Utah's Paiute Trail System was born in the late 1980s. Facing the closure of the existing off-road routes in the Fishlake National Forest and the surrounding communities near Interstate 70, the Piute County Commission and the U.S. Forest Service saw the potential for a public trail system that would not only allow hunters and off-roaders the use of the forest, but also link the communities in and near the forest.
The Paiute Trail proper spans 278 miles, about 80 percent of which are dirt roads, and 20 percent trail sections. In addition to the main Paiute Trail loop, which passes though four communities, four counties and three mountain ranges, an additional 550 miles of side trails access another 12 communities. In each community, ATV riders can go into town and buy gas and food, make repairs or get a hotel room before heading back out on the trail. Even better, the Paiute system adjoins the Great Western Trail, a sister system to the east, and the Fremont Trail to the south to bringing the grand total to more than 1500 miles of trails.
Trails vary in skill level from beginner to advanced, and the system spans a low point of 5230 feet to a high point of more than 11,000 feet. There's something for everyone: tight, narrow trails through dry creek beds, rock crawling, steep climbs through juniper and pin forests, aspen meadows and spectacular views from the ridge top trails. Because 80 percent of the Paiute Trail is dirt roads, it's a great place for beginners to explore. It's also a very popular area for hunters and sightseers.
Day Ride Loops
These rides will take a full day and return you to the starting point. Pack your lunch or plan to stop in a town along the way.
Marysvale to Marysvale – Pipeline Trail
This loop travels east toward Durkee Springs by way of trail #02 east out of Marysvale and #25 south through the Utah State Division of Wildlife’s Elbow Ranch. With any luck, we might see Deer and Elk along the trail. Continuing south, travel the Pipeline trail then north on the #01 and over Langdon Mountain. The ride continues to the intersection of #02 and then down Dry Creek switchbacks to the valley floor and back to Marysvale on trail #02. Words underestimate this spectacular ride as it traverses the valley floor, the foothills and then over the summits. This loop is for “Intermediate” riders. (50 miles)

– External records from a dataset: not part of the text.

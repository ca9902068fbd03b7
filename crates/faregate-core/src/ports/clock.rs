//! Clock port - 時刻の抽象化
//!
//! Record timestamps and ULIDs both read the clock, so tests can pin time
//! with [`FixedClock`].

use chrono::{DateTime, Utc};

/// Clock は現在時刻を提供
pub trait Clock: Send + Sync {
    fn now(&self) -> DateTime<Utc>;
}

/// Wall clock (production).
#[derive(Debug, Clone, Copy, Default)]
pub struct SystemClock;

impl Clock for SystemClock {
    fn now(&self) -> DateTime<Utc> {
        Utc::now()
    }
}

/// Always returns the same instant (tests).
#[derive(Debug, Clone, Copy)]
pub struct FixedClock {
    at: DateTime<Utc>,
}

impl FixedClock {
    pub fn new(at: DateTime<Utc>) -> Self {
        Self { at }
    }
}

impl Clock for FixedClock {
    fn now(&self) -> DateTime<Utc> {
        self.at
    }
}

Marysvale to Marysvale – Kimberly Ghost Town
Travel east from Marysvale on trail #02 across the bridge and continue north. Look for trail #24 forking to the left after about 3 miles. Follow this trail for a couple of miles and watch for trail #21 on the left. Follow this to the river and then follow the old railroad grade north to Hoover’s Café. Cross the highway staying on trail #74 and go up Deer Creek to trail #01. Turn right (north) and travel 1 mile to the Silver King Mine. Continue a few miles further to the Kimberly Ghost Town site. Backtrack to the intersection of trail #01 and trail #74. Ride south about 1 ½ miles to trail #02. Turn left and go down Beaver Creek about 10 miles to Marysvale. The loop is rated “Intermediate.” (45 miles)
Marysvale to Koosharem to Marysvale – Spare Rib Special
If you like to eat barbeque ribs, then consider putting this one on your agenda. This loop starts out on the #77 trail, south to #02 then following the #02 up Dry Creek to the main #01 trail. Follow #01 past Manning Meadow Reservoir to #78 and then to #44 and north to #68. Travel #68 a short distance and then take Forest Service road 076 down till it merges with #01 and on to Koosharem. Fill your gas tank at the Grass Valley Store, then drop by the Koosharem Café for great spare ribs … hey, if you don’t like ribs, they’ll serve you an old fashioned hamburger with all the trimmings. The prices are reasonable and you won’t be disappointed. You can bring your own lunch also and picnic in the park. Take a different rout home mostly on #01 and #02. It’s more than 80 miles, but suitable for most “Beginners.” All you need is a few bucks in your wallet.
Marysvale to Marysvale – East Loop
Follow trail #02 east and south to trail #25. Follow trail #25 to trail #01 and follow trail #01 north to trail #02. Then follow trail #02 back into Marysvale. Plenty of side trail opportunities are available to extend this loop. Trail #54 and trail #53 may be included continuing north on trail #01 to Manning Reservoir where wildlife is often spotted. (45.8 miles)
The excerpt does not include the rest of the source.